From X-bit Labs: Although netbooks were intended to be very slim, light and portable, actual manufacturers quickly realized that many consumers need larger screens, high-capacity hard drives and many other advanced technology from their inexpensive Intel Atom-based machines. As a result, costly ultra-thin notebooks are now not only thinner than the most of netbooks, but also weigh less and offer comparable battery life. But Intel Corp. wants to get the netbooks back to the roots.

At the Computex Taipei 2010 the world’s largest maker of microprocessors demonstrated its “razor thin” code-named Canoe Lake platform that promises to enable the world’s thinnest netbooks platforms based on Pineview microprocessors with integrated graphics and memory controllers. At just 14mm thin, Canoe Lake can accommodate both “Pine Trail” single-core and dual-core Intel Atom platforms. According to Intel, the new thermal design of Canoe Lake allows it to run cool and quiet and be up to 50% thinner than the netbooks currently in the market today.

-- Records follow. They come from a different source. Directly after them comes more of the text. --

//! Feature encoding: numeric passthrough followed by one-hot categoricals.

use serde::{Deserialize, Serialize};

use crate::ports::{FeatureRow, PredictorError};

/// One categorical column and the categories seen in training.
#[derive(Debug, Clone, PartialEq, Eq, Serialize, Deserialize)]
pub struct CategoricalColumn {
    pub column: String,
    pub categories: Vec<String>,
}

/// Turns a [`FeatureRow`] into the dense vector the trees were trained on.
///
/// Layout: every numeric column in declared order, then one block per
/// categorical column with a `1.0` at the matching category. A category not
/// seen in training encodes as an all-zero block.
#[derive(Debug, Clone, PartialEq, Eq, Serialize, Deserialize)]
pub struct FeatureEncoder {
    pub numeric: Vec<String>,
    pub categorical: Vec<CategoricalColumn>,
}

impl FeatureEncoder {
    /// Length of an encoded row.
    pub fn width(&self) -> usize {
        self.numeric.len()
            + self
                .categorical
                .iter()
                .map(|c| c.categories.len())
                .sum::<usize>()
    }

    /// Column names covered by this encoder, numeric first.
    pub fn columns(&self) -> Vec<String> {
        self.numeric
            .iter()
            .cloned()
            .chain(self.categorical.iter().map(|c| c.column.clone()))
            .collect()
    }

    pub fn encode(&self, row: &FeatureRow) -> Result<Vec<f64>, PredictorError> {
        let mut encoded = Vec::with_capacity(self.width());

        for column in &self.numeric {
            let value = row
                .numeric(column)
                .ok_or_else(|| PredictorError::UnknownFeature(column.clone()))?;
            encoded.push(value);
        }

        for column in &self.categorical {
            let value = row
                .categorical(&column.column)
                .ok_or_else(|| PredictorError::UnknownFeature(column.column.clone()))?;
            encoded.extend(
                column
                    .categories
                    .iter()
                    .map(|category| if category == value { 1.0 } else { 0.0 }),
            );
        }

        Ok(encoded)
    }
}

#[cfg(test)]
mod tests {
    use super::*;

    fn encoder() -> FeatureEncoder {
        FeatureEncoder {
            numeric: vec!["age".to_string(), "BMI".to_string()],
            categorical: vec![
                CategoricalColumn {
                    column: "PCOS".to_string(),
                    categories: vec!["No".to_string(), "Yes".to_string()],
                },
                CategoricalColumn {
                    column: "symptoms".to_string(),
                    categories: vec!["Bloating".to_string(), "Cramps".to_string()],
                },
            ],
        }
    }

    fn row(symptoms: &'static str) -> FeatureRow {
        FeatureRow {
            avg_cycle_length: 28.0,
            period_length: 5.0,
            age: 30.0,
            stress_level: 4.0,
            bmi: 21.5,
            cycle_regularity: "Regular",
            symptoms,
            birth_control: "No",
            pcos: "Yes",
        }
    }

    #[test]
    fn width_counts_numeric_and_categories() {
        assert_eq!(encoder().width(), 6);
    }

    #[test]
    fn encodes_numeric_then_one_hot() {
        let encoded = encoder().encode(&row("Cramps")).unwrap();
        assert_eq!(encoded, vec![30.0, 21.5, 0.0, 1.0, 0.0, 1.0]);
    }

    #[test]
    fn unseen_category_encodes_as_zeros() {
        let encoded = encoder().encode(&row("Multiple")).unwrap();
        assert_eq!(&encoded[4..], &[0.0, 0.0]);
    }

    #[test]
    fn unknown_column_is_an_error() {
        let mut encoder = encoder();
        encoder.numeric.push("weight".to_string());
        let err = encoder.encode(&row("None")).unwrap_err();
        assert!(matches!(err, PredictorError::UnknownFeature(c) if c == "weight"));
    }

    #[test]
    fn columns_lists_numeric_first() {
        assert_eq!(encoder().columns(), vec!["age", "BMI", "PCOS", "symptoms"]);
    }
}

“Canoe Lake represents what can be done when Intel and its partners commit to innovation. Expect to see netbooks on the market based on this technology over time,” an official statement by Intel reads.

The 14mm netbook is indisputably promising product that may indeed find its place on the market. But only not shortly. Intel first talked about razor-thin notebooks back in 2007: the concept Metro notebook was 0.7” (1.778 centimeters) thick and had weight of 2.25 pounds (1.02 kilograms), the thickness very close to that of Motorola Razr. However, only in late 2009 Dell introduced its Adamo XPS laptop that is actually 1 centimeter thin.

What should be noted is that ultra-thin mobile computers have to be made using high-quality and expensive materials in order to make them rugged enough, as a result, far not all manufacturers are likely to make netbooks – which are affordable computers by definition – using those materials in a bid to make than as slim as possible.